• INSTRUCTIONS FOR THE TASK
Gather all lines in the entries that include the word "join".

• Items listed in a dataset
== Segment start ==

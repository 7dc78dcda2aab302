//! Persistent cache store seam and implementations
//!
//! The engine persists at most one record, at a single fixed key. Any store
//! write is a complete hash-identified blob, so last-writer-wins is safe.

use crate::error::{PvlResult, PvlSourceError};
use async_trait::async_trait;
use serde::{Deserialize, Serialize};
use std::collections::HashMap;
use std::path::PathBuf;
use std::sync::Mutex;
use tokio::fs;

/// The single logical key this cache uses.
pub const ACTIVE_KEY: &str = "active";

/// Bump this to ignore existing cache entries.
pub const RECORD_FORMAT_VERSION: u32 = 1;

/// Persisted cache record: the kit document plus the hash it was verified
/// against and the record format it was written with.
#[derive(Debug, Clone, PartialEq, Eq, Serialize, Deserialize)]
pub struct CacheRecord {
    /// Record format at write time
    pub format_version: u32,

    /// Hex digest the payload was verified against
    pub hash: String,

    /// The raw kit document
    pub kit_json: String,
}

impl CacheRecord {
    /// Create a record in the current format
    pub fn new(hash: impl Into<String>, kit_json: impl Into<String>) -> Self {
        Self {
            format_version: RECORD_FORMAT_VERSION,
            hash: hash.into(),
            kit_json: kit_json.into(),
        }
    }

    /// Whether this record was written in the format the engine expects.
    /// Stale formats read as cache misses, never as errors.
    pub fn is_current(&self) -> bool {
        self.format_version == RECORD_FORMAT_VERSION
    }
}

/// Abstract durable key-value store
///
/// Implemented by the host application over its storage engine, or use
/// [`FileStore`] / [`MemoryStore`] from this crate.
#[async_trait]
pub trait PersistentStore: Send + Sync {
    /// Read the record at `key`. `Ok(None)` when nothing is stored there.
    async fn get(&self, key: &str) -> PvlResult<Option<CacheRecord>>;

    /// Write the record at `key`, replacing whatever was there.
    async fn put(&self, key: &str, record: &CacheRecord) -> PvlResult<()>;
}

/// `PersistentStore` backed by one JSON file per key
pub struct FileStore {
    dir: PathBuf,
}

impl FileStore {
    /// Create a store rooted at `dir`. The directory is created on first write.
    pub fn new(dir: PathBuf) -> Self {
        Self { dir }
    }

    /// Default store directory under the platform state dir
    pub fn default_dir() -> PathBuf {
        dirs::state_dir()
            .or_else(dirs::data_local_dir)
            .unwrap_or_else(|| PathBuf::from("."))
            .join("pvl-source")
    }

    fn record_path(&self, key: &str) -> PathBuf {
        self.dir.join(format!("{}.json", key))
    }
}

#[async_trait]
impl PersistentStore for FileStore {
    async fn get(&self, key: &str) -> PvlResult<Option<CacheRecord>> {
        let path = self.record_path(key);
        let content = match fs::read_to_string(&path).await {
            Ok(content) => content,
            Err(e) if e.kind() == std::io::ErrorKind::NotFound => return Ok(None),
            Err(e) => {
                return Err(PvlSourceError::store(format!(
                    "reading {}: {}",
                    path.display(),
                    e
                )))
            }
        };
        let record = serde_json::from_str(&content).map_err(|e| {
            PvlSourceError::store(format!("decoding {}: {}", path.display(), e))
        })?;
        Ok(Some(record))
    }

    async fn put(&self, key: &str, record: &CacheRecord) -> PvlResult<()> {
        fs::create_dir_all(&self.dir)
            .await
            .map_err(|e| PvlSourceError::store(format!("creating {}: {}", self.dir.display(), e)))?;
        let path = self.record_path(key);
        let content = serde_json::to_string(record)?;
        fs::write(&path, content)
            .await
            .map_err(|e| PvlSourceError::store(format!("writing {}: {}", path.display(), e)))
    }
}

/// In-memory `PersistentStore`, for embedding and tests
#[derive(Default)]
pub struct MemoryStore {
    records: Mutex<HashMap<String, CacheRecord>>,
}

impl MemoryStore {
    /// Create an empty store
    pub fn new() -> Self {
        Self::default()
    }
}

#[async_trait]
impl PersistentStore for MemoryStore {
    async fn get(&self, key: &str) -> PvlResult<Option<CacheRecord>> {
        let records = self
            .records
            .lock()
            .map_err(|_| PvlSourceError::store("memory store poisoned"))?;
        Ok(records.get(key).cloned())
    }

    async fn put(&self, key: &str, record: &CacheRecord) -> PvlResult<()> {
        let mut records = self
            .records
            .lock()
            .map_err(|_| PvlSourceError::store("memory store poisoned"))?;
        records.insert(key.to_string(), record.clone());
        Ok(())
    }
}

== Segment end ==

• TASK ANSWER
            .join("pvl-source")
        self.dir.join(format!("{}.json", key))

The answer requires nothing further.